● Provided data:
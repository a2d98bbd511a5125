use clap::Parser;
use std::path::PathBuf;

/// Default location of the model artifact, relative to the working directory.
pub const DEFAULT_MODEL_PATH: &str = "final_model.json";

#[derive(Debug, Parser)]
#[command(
    name = "predict",
    version,
    about = "Score one aircraft incident record read as JSON from stdin"
)]
pub struct Cli {
    #[arg(long, default_value = DEFAULT_MODEL_PATH, help = "XGBoost JSON model artifact")]
    pub model: PathBuf,

    #[arg(long, default_value_t = false, help = "Only print the result line")]
    pub no_echo: bool,

    #[arg(
        long,
        default_value_t = false,
        help = "Recompute engineered fields (TempRange, Precip_*, ...) from raw fields"
    )]
    pub derive_features: bool,
}

#[cfg(test)]
mod tests {
    use super::*;
    use clap::CommandFactory;

    #[test]
    fn cli_definition_is_consistent() {
        Cli::command().debug_assert();
    }

    #[test]
    fn defaults_reproduce_fixed_behavior() {
        let cli = Cli::parse_from(["predict"]);
        assert_eq!(cli.model, PathBuf::from(DEFAULT_MODEL_PATH));
        assert!(!cli.no_echo);
        assert!(!cli.derive_features);
    }

    #[test]
    fn flags_parse() {
        let cli = Cli::parse_from(["predict", "--model", "m.json", "--no-echo", "--derive-features"]);
        assert_eq!(cli.model, PathBuf::from("m.json"));
        assert!(cli.no_echo);
        assert!(cli.derive_features);
    }
}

● Task directions:
Line for line, set down the listing above again.

● Solution for this problem:
repository a2d98bbd511a5125
use clap::Parser;
use std::path::PathBuf;

/// Default location of the model artifact, relative to the working directory.
pub const DEFAULT_MODEL_PATH: &str = "final_model.json";

#[derive(Debug, Parser)]
#[command(
    name = "predict",
    version,
    about = "Score one aircraft incident record read as JSON from stdin"
)]
pub struct Cli {
    #[arg(long, default_value = DEFAULT_MODEL_PATH, help = "XGBoost JSON model artifact")]
    pub model: PathBuf,

    #[arg(long, default_value_t = false, help = "Only print the result line")]
    pub no_echo: bool,

    #[arg(
        long,
        default_value_t = false,
        help = "Recompute engineered fields (TempRange, Precip_*, ...) from raw fields"
    )]
    pub derive_features: bool,
}

#[cfg(test)]
mod tests {
    use super::*;
    use clap::CommandFactory;

    #[test]
    fn cli_definition_is_consistent() {
        Cli::command().debug_assert();
    }

    #[test]
    fn defaults_reproduce_fixed_behavior() {
        let cli = Cli::parse_from(["predict"]);
        assert_eq!(cli.model, PathBuf::from(DEFAULT_MODEL_PATH));
        assert!(!cli.no_echo);
        assert!(!cli.derive_features);
    }

    #[test]
    fn flags_parse() {
        let cli = Cli::parse_from(["predict", "--model", "m.json", "--no-echo", "--derive-features"]);
        assert_eq!(cli.model, PathBuf::from("m.json"));
        assert!(cli.no_echo);
        assert!(cli.derive_features);
    }
}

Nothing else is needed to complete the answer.